I recently had a patient who had hypothyroidism and obesity. When I was trying to address the issues with her diet, she confidently stated that she uses only olive oil for cooking. Upon further enquiry I realised she was having bondas, pakodas and other deep-fried items with tea every day. She felt it was alright since she was anyway frying it in olive oil which according to her was healthy fat. Just taking few minutes to identify and bust this myth made a difference. Had I not enquired, she would have continued with her unhealthy dietary habits, oblivious to the myth.

5. Keep cultural background in mind

Since we see patients from a variety of cultural backgrounds in India, especially in urban setups, it is important to take this into consideration while suggesting diet changes. For example, suggesting ragi porridge as a healthy breakfast to a Punjabi man would not help since he may have never heard of it or not be willing to try something so unusual in his cultural context.

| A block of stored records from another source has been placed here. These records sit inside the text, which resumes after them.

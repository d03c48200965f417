//! Outcome Learner.
//!
//! Ingests completed-operation reports, folds them into the owning backend's
//! statistics and keeps a rolling history for the insights engine.

mod history;
mod outcome;

pub use history::OutcomeHistory;
pub use outcome::Outcome;

use crate::registry::{Registry, RegistryError, StatsSnapshot};
use serde::Serialize;
use std::sync::Arc;

/// Acknowledgement returned for every outcome report.
///
/// Reports for unknown backends are acknowledged with `accepted = false`
/// rather than failing, since they may race with administrative changes.
#[derive(Debug, Clone, PartialEq, Serialize)]
pub struct OutcomeAck {
    pub accepted: bool,
    pub message: String,
    /// Backend statistics right after the update (accepted reports only)
    #[serde(skip_serializing_if = "Option::is_none")]
    pub stats: Option<StatsSnapshot>,
}

/// Applies outcome reports to the registry.
pub struct OutcomeLearner {
    registry: Arc<Registry>,
    history: Arc<OutcomeHistory>,
}

impl OutcomeLearner {
    pub fn new(registry: Arc<Registry>, history: Arc<OutcomeHistory>) -> Self {
        Self { registry, history }
    }

    /// Record one outcome.
    ///
    /// Successful outcomes add a success and a latency sample; failed ones add
    /// a failure only. Unknown backend ids leave all statistics untouched and
    /// are acknowledged with `accepted = false`.
    ///
    /// # Errors
    ///
    /// Any registry failure other than an unknown backend is returned as is.
    pub fn record(&self, outcome: Outcome) -> Result<OutcomeAck, RegistryError> {
        match self.registry.record_outcome(&outcome.backend_id, &outcome) {
            Ok(stats) => {
                tracing::debug!(
                    backend_id = %outcome.backend_id,
                    success = outcome.success,
                    duration_ms = outcome.duration_ms,
                    successes = stats.success_count,
                    failures = stats.failure_count,
                    "Outcome recorded"
                );
                let message = format!("outcome recorded for backend '{}'", outcome.backend_id);
                self.history.push(outcome);
                Ok(OutcomeAck {
                    accepted: true,
                    message,
                    stats: Some(stats),
                })
            }
            Err(RegistryError::BackendNotFound(id)) => {
                tracing::warn!(
                    backend_id = %id,
                    content_hash = %outcome.content_hash,
                    "Outcome reported for unknown backend, ignoring"
                );
                Ok(OutcomeAck {
                    accepted: false,
                    message: format!("unknown backend '{}', outcome ignored", id),
                    stats: None,
                })
            }
            Err(e) => {
                tracing::error!(
                    backend_id = %outcome.backend_id,
                    error = %e,
                    "Unexpected registry error while recording outcome"
                );
                Err(e)
            }
        }
    }

    /// Shared outcome history.
    pub fn history(&self) -> &Arc<OutcomeHistory> {
        &self.history
    }
}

6. Avoid Generic statements.

Telling someone just “reduce salt” may not be helpful unless we identify specific high sources of sodium in their daily diet and ask them to avoid those. For eg, pickle, papad, chutney, spice mix powders etc. These are part of diet since childhood for many and unless we point it out, it is not obvious to the patients what has high sodium content in their daily meals.

7. Concentrate on protein

Indian diet is low on protein. Even those who eat meat do not do so on an everyday basis in our country. It is important to suggest healthy sources of plant protein and help the patient incorporate these instead of carbohydrate rich foods. Including protein and fibre rich foods, vegetables at the beginning of the meal is helpful in diabetes and pre diabetes patients.